## Task objective:
Determine the number of lines in the data that contain "segment", and write only that number.

_ _ _ _

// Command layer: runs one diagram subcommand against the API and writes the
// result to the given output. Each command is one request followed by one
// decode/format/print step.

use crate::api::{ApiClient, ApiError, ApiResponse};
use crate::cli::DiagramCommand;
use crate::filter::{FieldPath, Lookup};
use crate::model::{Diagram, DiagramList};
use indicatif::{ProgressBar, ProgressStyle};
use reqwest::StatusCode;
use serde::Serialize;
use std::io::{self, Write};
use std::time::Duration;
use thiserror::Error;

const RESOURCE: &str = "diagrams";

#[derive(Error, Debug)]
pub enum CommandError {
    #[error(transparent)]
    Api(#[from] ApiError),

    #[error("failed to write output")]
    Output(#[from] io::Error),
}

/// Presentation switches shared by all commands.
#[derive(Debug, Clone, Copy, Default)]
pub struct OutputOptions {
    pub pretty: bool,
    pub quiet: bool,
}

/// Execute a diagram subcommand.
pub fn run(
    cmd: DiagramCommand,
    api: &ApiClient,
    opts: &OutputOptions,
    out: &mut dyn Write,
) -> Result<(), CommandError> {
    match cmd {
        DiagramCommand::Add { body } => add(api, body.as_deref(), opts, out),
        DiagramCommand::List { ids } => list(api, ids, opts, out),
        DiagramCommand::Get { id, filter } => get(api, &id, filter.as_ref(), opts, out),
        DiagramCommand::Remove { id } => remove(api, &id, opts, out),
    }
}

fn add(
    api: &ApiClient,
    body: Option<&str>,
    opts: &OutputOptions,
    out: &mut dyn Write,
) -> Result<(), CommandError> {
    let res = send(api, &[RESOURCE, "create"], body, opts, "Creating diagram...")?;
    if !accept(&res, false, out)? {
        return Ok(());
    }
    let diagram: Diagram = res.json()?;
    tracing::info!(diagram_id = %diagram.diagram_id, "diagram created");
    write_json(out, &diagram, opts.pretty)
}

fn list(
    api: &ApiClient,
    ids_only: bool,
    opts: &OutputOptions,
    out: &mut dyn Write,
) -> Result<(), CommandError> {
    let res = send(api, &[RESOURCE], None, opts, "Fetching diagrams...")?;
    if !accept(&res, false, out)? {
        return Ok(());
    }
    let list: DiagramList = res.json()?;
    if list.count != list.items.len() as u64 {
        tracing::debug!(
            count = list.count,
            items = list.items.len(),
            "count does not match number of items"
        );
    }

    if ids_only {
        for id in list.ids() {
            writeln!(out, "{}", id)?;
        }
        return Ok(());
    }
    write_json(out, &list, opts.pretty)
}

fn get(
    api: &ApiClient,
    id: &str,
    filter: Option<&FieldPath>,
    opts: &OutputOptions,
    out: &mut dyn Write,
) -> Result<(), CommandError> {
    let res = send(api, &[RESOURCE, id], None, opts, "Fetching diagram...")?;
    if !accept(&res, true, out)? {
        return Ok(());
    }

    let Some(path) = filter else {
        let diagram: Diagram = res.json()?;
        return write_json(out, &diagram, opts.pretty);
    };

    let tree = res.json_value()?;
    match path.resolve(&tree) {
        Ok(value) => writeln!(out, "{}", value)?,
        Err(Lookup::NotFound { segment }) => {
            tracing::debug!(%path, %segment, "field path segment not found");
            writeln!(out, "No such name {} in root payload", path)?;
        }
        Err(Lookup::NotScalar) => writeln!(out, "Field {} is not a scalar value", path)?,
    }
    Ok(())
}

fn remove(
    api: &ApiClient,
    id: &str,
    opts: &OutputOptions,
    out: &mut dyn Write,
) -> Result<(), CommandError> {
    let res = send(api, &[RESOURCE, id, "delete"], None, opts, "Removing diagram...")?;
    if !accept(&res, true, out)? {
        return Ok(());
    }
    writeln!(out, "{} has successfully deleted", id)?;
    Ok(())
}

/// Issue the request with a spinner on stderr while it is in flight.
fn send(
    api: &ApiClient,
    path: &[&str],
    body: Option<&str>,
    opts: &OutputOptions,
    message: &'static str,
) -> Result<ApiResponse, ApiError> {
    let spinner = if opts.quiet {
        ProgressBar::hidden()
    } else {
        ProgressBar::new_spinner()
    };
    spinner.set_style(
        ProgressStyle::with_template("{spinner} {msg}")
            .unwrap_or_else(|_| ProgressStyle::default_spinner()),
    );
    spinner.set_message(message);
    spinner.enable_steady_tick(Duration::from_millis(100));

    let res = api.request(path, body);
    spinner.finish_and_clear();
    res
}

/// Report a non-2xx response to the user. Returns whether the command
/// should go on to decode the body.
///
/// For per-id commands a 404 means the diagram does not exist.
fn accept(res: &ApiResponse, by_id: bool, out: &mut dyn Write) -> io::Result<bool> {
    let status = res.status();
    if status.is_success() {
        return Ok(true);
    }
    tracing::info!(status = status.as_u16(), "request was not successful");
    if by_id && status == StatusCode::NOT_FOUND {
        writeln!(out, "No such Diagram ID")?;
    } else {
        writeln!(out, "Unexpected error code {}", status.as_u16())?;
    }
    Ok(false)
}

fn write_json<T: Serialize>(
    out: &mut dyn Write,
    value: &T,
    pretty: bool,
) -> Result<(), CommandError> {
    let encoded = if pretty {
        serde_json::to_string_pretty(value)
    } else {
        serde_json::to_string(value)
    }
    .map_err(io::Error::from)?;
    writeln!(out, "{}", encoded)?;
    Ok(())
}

_ _ _ _

## Response to the task:
2